I glanced sideways to where she stood, watching her as she watched the castle, the dark and distant shape on the horizon. I was thirsty, I was hot, I wanted to go swimming in the rippling lake that I could see through the gates. Swimming with the ducks and moorhens and the dragon- flies making stabbing movements amongst the reeds along the banks.
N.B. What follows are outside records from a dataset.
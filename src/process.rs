//! Blocking execution of external tools.
//!
//! Every external call (gcloud, git, terraform, the generated shell
//! scripts) runs synchronously to completion. A non-zero exit aborts the
//! whole run; there is no retry policy.

use std::path::Path;
use std::process::{Command, Stdio};

use tracing::debug;

use crate::error::ProcessError;

/// Executes a shell command, streaming output to the parent's stdio.
///
/// `to_null` silences stdout (stderr is always kept for diagnostics).
pub fn execute(command: &str, cwd: Option<&Path>, to_null: bool) -> Result<(), ProcessError> {
    debug!(command, "executing external process");
    let mut cmd = Command::new("sh");
    cmd.arg("-c").arg(command);
    if let Some(dir) = cwd {
        cmd.current_dir(dir);
    }
    if to_null {
        cmd.stdout(Stdio::null());
    }
    let status = cmd.status().map_err(|source| ProcessError::Spawn {
        command: command.to_string(),
        source,
    })?;
    if status.success() {
        return Ok(());
    }
    match status.code() {
        Some(code) => Err(ProcessError::NonZeroExit {
            command: command.to_string(),
            code,
        }),
        None => Err(ProcessError::Terminated {
            command: command.to_string(),
        }),
    }
}

/// Executes a shell command and captures its stdout as a string.
pub fn execute_with_output(command: &str, cwd: Option<&Path>) -> Result<String, ProcessError> {
    debug!(command, "executing external process (captured)");
    let mut cmd = Command::new("sh");
    cmd.arg("-c").arg(command);
    if let Some(dir) = cwd {
        cmd.current_dir(dir);
    }
    let output = cmd.output().map_err(|source| ProcessError::Spawn {
        command: command.to_string(),
        source,
    })?;
    if !output.status.success() {
        return match output.status.code() {
            Some(code) => Err(ProcessError::NonZeroExit {
                command: command.to_string(),
                code,
            }),
            None => Err(ProcessError::Terminated {
                command: command.to_string(),
            }),
        };
    }
    Ok(String::from_utf8_lossy(&output.stdout).into_owned())
}

#[cfg(test)]
mod tests {
    use super::*;

    #[test]
    fn test_execute_success() {
        execute("true", None, true).expect("true exits zero");
    }

    #[test]
    fn test_execute_nonzero_exit_is_fatal() {
        let err = execute("exit 3", None, true).expect_err("exit 3 must fail");
        match err {
            ProcessError::NonZeroExit { code, .. } => assert_eq!(code, 3),
            other => panic!("unexpected error: {other}"),
        }
    }

    #[test]
    fn test_execute_with_output_captures_stdout() {
        let out = execute_with_output("echo forge", None).expect("echo succeeds");
        assert_eq!(out.trim(), "forge");
    }
}
//! Scan lifecycle: last-scan lookup, scan start, and status polling.

mod poller;

pub use poller::{PollArming, ScanStatusPoller, DEFAULT_POLL_INTERVAL};
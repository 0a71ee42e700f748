//! Runtime configuration for the helper, loaded from JSON.

use std::path::{Path, PathBuf};
use std::time::Duration;

use serde::Deserialize;
use thiserror::Error;

#[derive(Error, Debug)]
pub enum ConfigError {
    #[error("Failed to read config file '{path}': {source}")]
    ReadFile {
        path: PathBuf,
        #[source]
        source: std::io::Error,
    },

    #[error("Failed to parse config JSON: {0}")]
    ParseJson(#[from] serde_json::Error),

    #[error("Config validation failed: {message}")]
    Validation { message: String },
}

/// Configuration for one course session.
#[derive(Debug, Clone, Deserialize)]
pub struct HelperConfig {
    /// Base URL of the alt-text API, e.g. `https://lms.example.edu/api/alt-text`.
    pub base_url: String,

    /// The course being reviewed.
    pub course_id: i64,

    /// Delay between scan status polls while a scan is active.
    #[serde(default = "default_poll_interval_ms")]
    pub poll_interval_ms: u64,

    /// Images shown per review page.
    #[serde(default = "default_page_size")]
    pub page_size: usize,

    #[serde(default = "default_connect_timeout_secs")]
    pub connect_timeout_secs: u64,

    #[serde(default = "default_request_timeout_secs")]
    pub request_timeout_secs: u64,
}

fn default_poll_interval_ms() -> u64 {
    2000
}

fn default_page_size() -> usize {
    6
}

fn default_connect_timeout_secs() -> u64 {
    10
}

fn default_request_timeout_secs() -> u64 {
    30
}

impl HelperConfig {
    pub fn poll_interval(&self) -> Duration {
        Duration::from_millis(self.poll_interval_ms)
    }

    pub fn connect_timeout(&self) -> Duration {
        Duration::from_secs(self.connect_timeout_secs)
    }

    pub fn request_timeout(&self) -> Duration {
        Duration::from_secs(self.request_timeout_secs)
    }
}

pub fn load_config<P: AsRef<Path>>(path: P) -> Result<HelperConfig, ConfigError> {
    let path = path.as_ref();
    let content = std::fs::read_to_string(path).map_err(|e| ConfigError::ReadFile {
        path: path.to_path_buf(),
        source: e,
    })?;
    load_config_from_str(&content)
}

pub fn load_config_from_str(content: &str) -> Result<HelperConfig, ConfigError> {
    let config: HelperConfig = serde_json::from_str(content)?;
    validate_config(&config)?;
    Ok(config)
}

fn validate_config(config: &HelperConfig) -> Result<(), ConfigError> {
    if config.base_url.trim().is_empty() {
        return Err(ConfigError::Validation {
            message: "base_url must not be empty".to_string(),
        });
    }
    if config.page_size == 0 {
        return Err(ConfigError::Validation {
            message: "page_size must be greater than zero".to_string(),
        });
    }
    if config.poll_interval_ms == 0 {
        return Err(ConfigError::Validation {
            message: "poll_interval_ms must be greater than zero".to_string(),
        });
    }
    Ok(())
}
‘Mum,’ I remembered saying, but she didn’t reply. ‘Mum?’ Her head turned to face me, and a split second passed in which not a spark of recognition lit her features. Instead, an expression that I didn’t understand held them hostage. She was a stranger to me, a grown-up woman whose eyes masked secret things. I have words to describe that odd amalgam now: regret, fondness, sorrow, nostalgia; but back then I was clueless. Even more so when she said, ‘I’ve made a mistake. I should never have come. It’s too late.’

I don’t think I answered her, not then. I had no idea what she meant and before I could ask she’d gripped my hand and pulled so hard that my shoulder hurt, dragging me back across the road to where our car was parked. I’d caught a hint of her perfume as we went, sharper now and sour where it had mixed with the day’s scorching air, the unfamiliar country smells. And she’d started the car, and we’d been driving, and I was watching a pair of sparrows through the window when I heard it: the same ghastly cry that she’d made when the letter arrived from Juniper Blythe.